There are many things that diminish the great beauty of New York. But some do more than their fair share. Here are a few, in no particular order.
Crapitecture. It's thrown up in a second. Cheap brick. Cheap glass. Cheap materials. Faceless, featureless, utilitarian, overwhelmingly tan and brown, Soviet. It's unbeautifies the very sky around it. Your mind is suddenly sealed in an airless vacuum as you stare blankly at its uninspired boxiness. Its aura speaks of a bloodless disregard for life's quality. Walk down ten blocks, each one lined with one piece of Crapitecture, and you're ready for the rocking chair.

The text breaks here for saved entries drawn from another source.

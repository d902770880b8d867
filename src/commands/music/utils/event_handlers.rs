use super::voice::TrackEndSender;
use serenity::all::GuildId;
use serenity::async_trait;
use songbird::tracks::PlayMode;
use songbird::{Event, EventContext, EventHandler};
use tracing::{debug, warn};

/// Event handler for when a track ends or errors.
///
/// Registered for both `TrackEvent::End` and `TrackEvent::Error`; the session
/// ignores whichever report arrives second.
pub struct TrackEndNotifier {
    pub guild_id: GuildId,
    pub on_end: TrackEndSender,
}

#[async_trait]
impl EventHandler for TrackEndNotifier {
    async fn act(&self, ctx: &EventContext<'_>) -> Option<Event> {
        if let EventContext::Track(tracks) = ctx {
            let error = tracks.iter().find_map(|(state, _)| match &state.playing {
                PlayMode::Errored(err) => Some(format!("{err:?}")),
                _ => None,
            });

            match &error {
                Some(err) => warn!("Track errored in guild {}: {}", self.guild_id, err),
                None => debug!("Track ended for guild {}", self.guild_id),
            }
            self.on_end.finished(error);
        }
        None
    }
}
//! Implements `MediaResolver` on top of the `yt-dlp` command-line tool.
//! Searches run `yt-dlp -J --flat-playlist`; streams are songbird `YoutubeDl`
//! inputs, probed once before being handed to the driver.

use super::{AudioSource, MediaResolver, SearchMode, TrackMetadata};
use crate::commands::music::utils::music_manager::{MusicError, MusicResult};
use serde::Deserialize;
use serenity::async_trait;
use songbird::input::{Compose, Input, YoutubeDl};
use std::time::Duration;
use tokio::process::Command;
use tracing::{debug, info, warn};

/// One node of `yt-dlp -J` output: a video, or a playlist / search result
/// holding `entries`.
#[derive(Debug, Deserialize)]
struct YtDlpInfo {
    id: Option<String>,
    title: Option<String>,
    webpage_url: Option<String>,
    url: Option<String>,
    duration: Option<f64>,
    thumbnail: Option<String>,
    thumbnails: Option<Vec<YtDlpThumbnail>>,
    entries: Option<Vec<Option<YtDlpInfo>>>,
}

#[derive(Debug, Deserialize)]
struct YtDlpThumbnail {
    url: String,
}

impl YtDlpInfo {
    fn into_tracks(self) -> Vec<TrackMetadata> {
        match self.entries {
            Some(entries) => entries
                .into_iter()
                .flatten()
                .flat_map(YtDlpInfo::into_tracks)
                .collect(),
            None => self.into_track().into_iter().collect(),
        }
    }

    fn into_track(self) -> Option<TrackMetadata> {
        let title = self.title?;
        // Flat entries only carry the watch page in `url`.
        let url = self
            .webpage_url
            .or(self.url.filter(|url| AudioSource::is_url(url)))
            .or_else(|| {
                self.id
                    .map(|id| format!("https://www.youtube.com/watch?v={id}"))
            })?;
        let thumbnail = self.thumbnail.or_else(|| {
            self.thumbnails
                .and_then(|thumbnails| thumbnails.into_iter().last())
                .map(|thumbnail| thumbnail.url)
        });

        let duration = self
            .duration
            .filter(|secs| secs.is_finite() && *secs > 0.0)
            .map(|secs| Duration::from_secs(secs.round() as u64))
            .unwrap_or_default();

        Some(TrackMetadata {
            title,
            url,
            duration,
            thumbnail,
        })
    }
}

/// Parse the JSON printed by `yt-dlp -J`. Entries yt-dlp could not extract
/// come back as `null` and are dropped.
pub fn parse_search_output(stdout: &[u8]) -> MusicResult<Vec<TrackMetadata>> {
    if stdout.iter().all(u8::is_ascii_whitespace) {
        return Ok(Vec::new());
    }

    let info: YtDlpInfo = serde_json::from_slice(stdout).map_err(|e| {
        MusicError::AudioSourceError(format!("Failed to parse video metadata: {e}"))
    })?;
    Ok(info.into_tracks())
}

/// What to hand to yt-dlp for `query`.
pub fn search_target(query: &str, mode: SearchMode) -> String {
    let query = query.trim();
    if AudioSource::is_url(query) {
        return query.to_string();
    }
    match mode {
        SearchMode::FirstMatch => format!("ytsearch1:{query}"),
        SearchMode::Interactive(limit) => format!("ytsearch{}:{query}", limit.max(1)),
    }
}

pub struct YtDlpResolver {
    http: reqwest::Client,
}

impl YtDlpResolver {
    pub fn new(http: reqwest::Client) -> Self {
        Self { http }
    }
}

#[async_trait]
impl MediaResolver<Input> for YtDlpResolver {
    async fn search(&self, query: &str, mode: SearchMode) -> MusicResult<Vec<TrackMetadata>> {
        let target = search_target(query, mode);
        info!("Searching yt-dlp for: {}", target);

        let output = Command::new("yt-dlp")
            .args(["-J", "--flat-playlist", "--ignore-errors", "--no-warnings"])
            .arg(&target)
            .kill_on_drop(true)
            .output()
            .await
            .map_err(|e| MusicError::AudioSourceError(format!("Failed to run yt-dlp: {e}")))?;

        if !output.status.success() {
            warn!(
                "yt-dlp exited with {} for {}: {}",
                output.status,
                target,
                String::from_utf8_lossy(&output.stderr).trim()
            );
            if output.stdout.is_empty() {
                return Ok(Vec::new());
            }
        }

        let mut tracks = parse_search_output(&output.stdout)?;
        if let SearchMode::Interactive(limit) = mode {
            tracks.truncate(limit);
        }
        debug!("yt-dlp returned {} tracks for {}", tracks.len(), target);
        Ok(tracks)
    }

    async fn resolve_stream(&self, track: &TrackMetadata) -> Option<Input> {
        let mut source = YoutubeDl::new(self.http.clone(), track.url.clone());

        // Probe now so a dead link is skipped instead of played as silence.
        match source.aux_metadata().await {
            Ok(_) => Some(source.into()),
            Err(e) => {
                warn!("Failed to create audio input for URL {}: {}", track.url, e);
                None
            }
        }
    }
}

All Banks: They now all have ugly, bulbous, vulgar logos, in hues of sky blue and fire engine red. They have innumerable branches. And they're on every corner, anchoring each intersection in homeliness.

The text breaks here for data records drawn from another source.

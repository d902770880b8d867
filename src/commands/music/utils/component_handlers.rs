use super::button_controls::{CLEAR_BUTTON, PLAY_PAUSE_BUTTON, SKIP_BUTTON};
use super::embedded_messages;
use super::music_manager::{MusicError, MusicResult};
use super::session::PlaybackStatus;
use crate::commands::music::SongbirdMusic;
use serenity::all::{
    ComponentInteraction, Context, CreateEmbed, CreateInteractionResponseFollowup,
};
use tracing::{error, info};

type ButtonInteractionResult = Result<(), Box<dyn std::error::Error + Send + Sync>>;

/// Handle a press on one of the player buttons
pub async fn handle_interaction(
    ctx: &Context,
    interaction: &ComponentInteraction,
    music: &SongbirdMusic,
) -> ButtonInteractionResult {
    let guild_id = interaction.guild_id.ok_or(MusicError::NotInGuild)?;
    let user = interaction.user.id;

    // Defer the interaction response immediately
    interaction.defer(&ctx.http).await?;

    let session = music.session(guild_id);
    info!(
        "Button {} pressed by {} in guild {}",
        interaction.data.custom_id, interaction.user.name, guild_id
    );

    let (title, outcome): (&str, MusicResult<String>) = match interaction.data.custom_id.as_str() {
        CLEAR_BUTTON => {
            let outcome = if session.status().voice.is_connected() {
                session
                    .clear()
                    .await
                    .map(|_| "`Cleared` the queue !".to_string())
            } else {
                Err(MusicError::NotConnected)
            };
            ("Clear", outcome)
        }
        PLAY_PAUSE_BUTTON => match session.status().playback {
            PlaybackStatus::Paused(_) => (
                "Resume",
                session.resume().await.map(|_| "`Resumed` the bot !".to_string()),
            ),
            _ => (
                "Pause",
                session.pause().await.map(|_| "`Paused` the bot !".to_string()),
            ),
        },
        SKIP_BUTTON => (
            "Skip",
            session.skip().await.map(|_| "`Skipped` the song !".to_string()),
        ),
        other => {
            error!("Unknown button ID: {}", other);
            return Ok(());
        }
    };

    match outcome {
        Ok(content) => {
            let embed = embedded_messages::response(user, title, &content);
            followup(ctx, interaction, embed, false).await
        }
        Err(err) => {
            let embed = embedded_messages::music_error(user, title, &err);
            followup(ctx, interaction, embed, true).await
        }
    }
}

async fn followup(
    ctx: &Context,
    interaction: &ComponentInteraction,
    embed: CreateEmbed,
    ephemeral: bool,
) -> ButtonInteractionResult {
    interaction
        .create_followup(
            &ctx.http,
            CreateInteractionResponseFollowup::new()
                .embed(embed)
                .ephemeral(ephemeral),
        )
        .await?;
    Ok(())
}
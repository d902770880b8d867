use crate::commands::music::SongbirdMusic;
use crate::commands::music::utils::button_controls::PLAYER_BUTTONS;
use crate::commands::music::utils::component_handlers;
use crate::commands::music::utils::voice::PresenceChange;
use serenity::all::{ComponentInteraction, VoiceState};
use serenity::async_trait;
use serenity::model::application::Interaction;
use serenity::prelude::*;
use std::sync::Arc;
use tracing::{debug, error};

pub struct Handler {
    music: Arc<SongbirdMusic>,
}

impl Handler {
    pub fn new(music: Arc<SongbirdMusic>) -> Self {
        Self { music }
    }
}

#[async_trait]
impl serenity::prelude::EventHandler for Handler {
    async fn interaction_create(&self, ctx: Context, interaction: Interaction) {
        if let Interaction::Component(component) = interaction {
            if PLAYER_BUTTONS.contains(&component.data.custom_id.as_str()) {
                self.music_component_interaction(&ctx, &component).await;
            }
        }
    }

    async fn voice_state_update(&self, ctx: Context, old: Option<VoiceState>, new: VoiceState) {
        let Some(guild_id) = new.guild_id else {
            return;
        };
        let bot_id = ctx.cache.current_user().id;
        let before = old.and_then(|state| state.channel_id);

        if let Some(change) = PresenceChange::for_bot(bot_id, new.user_id, before, new.channel_id) {
            debug!("Bot voice presence in guild {}: {:?}", guild_id, change);
            self.music.handle_bot_voice_update(guild_id, change);
        }
    }
}

impl Handler {
    /// Handle presses on the player buttons attached to music responses
    async fn music_component_interaction(&self, ctx: &Context, component: &ComponentInteraction) {
        if let Err(e) = component_handlers::handle_interaction(ctx, component, &self.music).await {
            error!("Error handling component interaction: {}", e);
        }
    }
}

Plastic newsboxes. They clutter up ever corner with bright orange, bright pink, bright green, bright purple and bright blue hunks of god-awful plastic. Each box (aside from the ones containing The Onion) are filled with instant waste material. And once they're empty, they get filled with actual waste, becoming impromptu garbage cans. Bursting Hefty bags are more lovely.
Cemusa: Newstands that look like they should be selling junk jewelry as kiosks at a low-rent mall. Bus shelters that pummel you with advertising and shelter you not at all. Each made of the silver metal and glass of anonymous modernist international everyday architecture. They say: You could be anywhere. Which leaves you nowhere.
The New Breed of New York Convenience Hotels. Don't these places care what they look like at all? I wouldn't stay in them as a mouse.
Chain Store Signage: There is nothing in this world more—nothing!—visually punishing that the pink-and-orange beacon of a Dunkin' Donuts. Chain stores signs and awnings are purposefully garish, loud and tasteless. It's the basest way to get the consumer's attention. And they ruin the aesthetic of every block they're on.
Cement: Blue stone was beautiful and resonant. Cement is flat and soul-killing.
Scaffolding. Owner of buildings that require scaffolding, either because they are being constructed, or are in danger of falling apart, should be charged for each day that these eyesores remain standing.
Roller shutters. A product of the bad-old '70s. They nullify streetlife. They shut out the light in the eye of every storefront. A necessary evil, perhaps.
Cars. Nothing to be done about this, of course. Robert Moses lassoed the city with highways and made sure we'll be saddled with cars and more cars until doomsday. But if you've ever taken a good look at one side of the street during an alternate-side parking day, you know what I mean. Suddenly, the street just looks better. The view is not blocked. Attractive buildings can be seen in full, lawns and stoops, too. Trees aren't crowded. Same thing with old tax photos of the City. What makes these old scenes so attractive? Oh! I know: no cars. Finally, let's face it. Today's cars, when compared to the autos of decades past, are mundane and just plain unsightly.